[Stored data entries]
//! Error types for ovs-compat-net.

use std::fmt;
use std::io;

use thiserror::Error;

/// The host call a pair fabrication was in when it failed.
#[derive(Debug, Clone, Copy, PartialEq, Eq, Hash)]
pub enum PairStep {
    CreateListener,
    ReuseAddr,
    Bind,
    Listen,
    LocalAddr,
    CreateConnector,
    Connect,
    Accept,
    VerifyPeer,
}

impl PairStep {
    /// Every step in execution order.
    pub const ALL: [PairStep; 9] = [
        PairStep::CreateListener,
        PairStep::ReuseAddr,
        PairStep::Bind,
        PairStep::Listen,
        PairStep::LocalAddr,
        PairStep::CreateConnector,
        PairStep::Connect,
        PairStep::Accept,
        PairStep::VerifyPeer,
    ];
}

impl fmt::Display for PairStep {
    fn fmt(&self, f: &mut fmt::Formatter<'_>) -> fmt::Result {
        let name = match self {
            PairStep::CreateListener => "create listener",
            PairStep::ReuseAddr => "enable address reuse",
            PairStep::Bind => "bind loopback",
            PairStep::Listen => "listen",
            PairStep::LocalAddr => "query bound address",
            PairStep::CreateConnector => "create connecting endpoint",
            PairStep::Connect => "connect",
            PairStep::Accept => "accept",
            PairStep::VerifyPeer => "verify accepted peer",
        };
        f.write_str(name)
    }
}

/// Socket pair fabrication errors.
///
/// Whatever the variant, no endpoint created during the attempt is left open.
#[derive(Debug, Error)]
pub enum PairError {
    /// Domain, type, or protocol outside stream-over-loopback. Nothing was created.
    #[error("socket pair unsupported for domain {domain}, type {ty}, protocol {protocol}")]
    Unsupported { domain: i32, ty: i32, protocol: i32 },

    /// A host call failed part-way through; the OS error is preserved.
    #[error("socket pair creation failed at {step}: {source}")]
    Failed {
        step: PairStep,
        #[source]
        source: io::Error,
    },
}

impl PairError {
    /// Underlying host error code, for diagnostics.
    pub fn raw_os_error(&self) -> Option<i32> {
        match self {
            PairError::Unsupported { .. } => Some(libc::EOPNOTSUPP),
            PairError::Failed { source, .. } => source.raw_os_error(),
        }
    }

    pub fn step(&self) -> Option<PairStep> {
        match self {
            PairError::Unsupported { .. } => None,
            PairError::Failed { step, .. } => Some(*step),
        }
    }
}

...

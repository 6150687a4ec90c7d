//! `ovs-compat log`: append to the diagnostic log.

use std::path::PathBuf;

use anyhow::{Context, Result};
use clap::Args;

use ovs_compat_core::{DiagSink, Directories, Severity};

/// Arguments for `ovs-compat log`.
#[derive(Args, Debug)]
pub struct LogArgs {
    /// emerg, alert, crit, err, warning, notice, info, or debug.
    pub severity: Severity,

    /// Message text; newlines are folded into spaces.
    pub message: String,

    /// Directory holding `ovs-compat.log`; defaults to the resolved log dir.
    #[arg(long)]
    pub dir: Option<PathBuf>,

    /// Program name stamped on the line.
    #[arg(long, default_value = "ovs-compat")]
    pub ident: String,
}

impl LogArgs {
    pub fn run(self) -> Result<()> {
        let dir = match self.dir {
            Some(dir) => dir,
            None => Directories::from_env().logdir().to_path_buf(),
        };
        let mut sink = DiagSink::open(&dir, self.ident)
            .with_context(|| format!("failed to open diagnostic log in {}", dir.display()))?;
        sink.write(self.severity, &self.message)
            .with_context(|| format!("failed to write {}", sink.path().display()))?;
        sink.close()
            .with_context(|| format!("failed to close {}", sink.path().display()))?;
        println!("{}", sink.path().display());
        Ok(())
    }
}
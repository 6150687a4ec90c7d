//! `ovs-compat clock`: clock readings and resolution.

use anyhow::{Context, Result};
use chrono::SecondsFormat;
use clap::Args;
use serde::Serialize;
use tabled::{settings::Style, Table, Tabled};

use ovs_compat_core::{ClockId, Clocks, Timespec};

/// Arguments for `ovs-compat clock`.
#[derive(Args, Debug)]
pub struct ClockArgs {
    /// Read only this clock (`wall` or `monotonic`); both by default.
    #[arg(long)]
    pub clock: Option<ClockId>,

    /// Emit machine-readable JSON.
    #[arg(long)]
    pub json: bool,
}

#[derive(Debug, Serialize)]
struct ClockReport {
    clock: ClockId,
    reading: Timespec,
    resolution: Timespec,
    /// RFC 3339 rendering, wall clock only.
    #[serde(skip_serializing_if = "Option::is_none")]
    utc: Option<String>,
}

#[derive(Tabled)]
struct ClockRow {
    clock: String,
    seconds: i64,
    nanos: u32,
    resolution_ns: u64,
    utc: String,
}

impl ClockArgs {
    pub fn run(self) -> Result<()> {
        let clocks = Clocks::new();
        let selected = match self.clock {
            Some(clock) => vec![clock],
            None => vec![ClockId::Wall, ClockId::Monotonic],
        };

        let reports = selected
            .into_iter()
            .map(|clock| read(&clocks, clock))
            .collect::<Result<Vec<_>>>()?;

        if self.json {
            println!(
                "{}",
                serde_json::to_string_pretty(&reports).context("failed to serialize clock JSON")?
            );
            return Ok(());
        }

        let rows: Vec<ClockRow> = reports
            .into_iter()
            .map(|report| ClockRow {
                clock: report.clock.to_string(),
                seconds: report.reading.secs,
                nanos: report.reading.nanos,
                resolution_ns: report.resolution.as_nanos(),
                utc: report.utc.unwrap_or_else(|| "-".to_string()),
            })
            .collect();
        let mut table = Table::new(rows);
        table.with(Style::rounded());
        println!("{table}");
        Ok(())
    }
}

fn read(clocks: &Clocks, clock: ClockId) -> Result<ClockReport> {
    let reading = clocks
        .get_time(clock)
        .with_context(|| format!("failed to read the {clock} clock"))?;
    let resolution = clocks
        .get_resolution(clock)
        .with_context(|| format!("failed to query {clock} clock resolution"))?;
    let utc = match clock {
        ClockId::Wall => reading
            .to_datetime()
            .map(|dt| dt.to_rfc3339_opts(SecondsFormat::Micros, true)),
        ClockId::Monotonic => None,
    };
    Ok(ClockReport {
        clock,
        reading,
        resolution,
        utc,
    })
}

WORK TASK: Looking at the entries above, state the number of lines that contain "call" and add nothing more.

TASK ANSWER: 2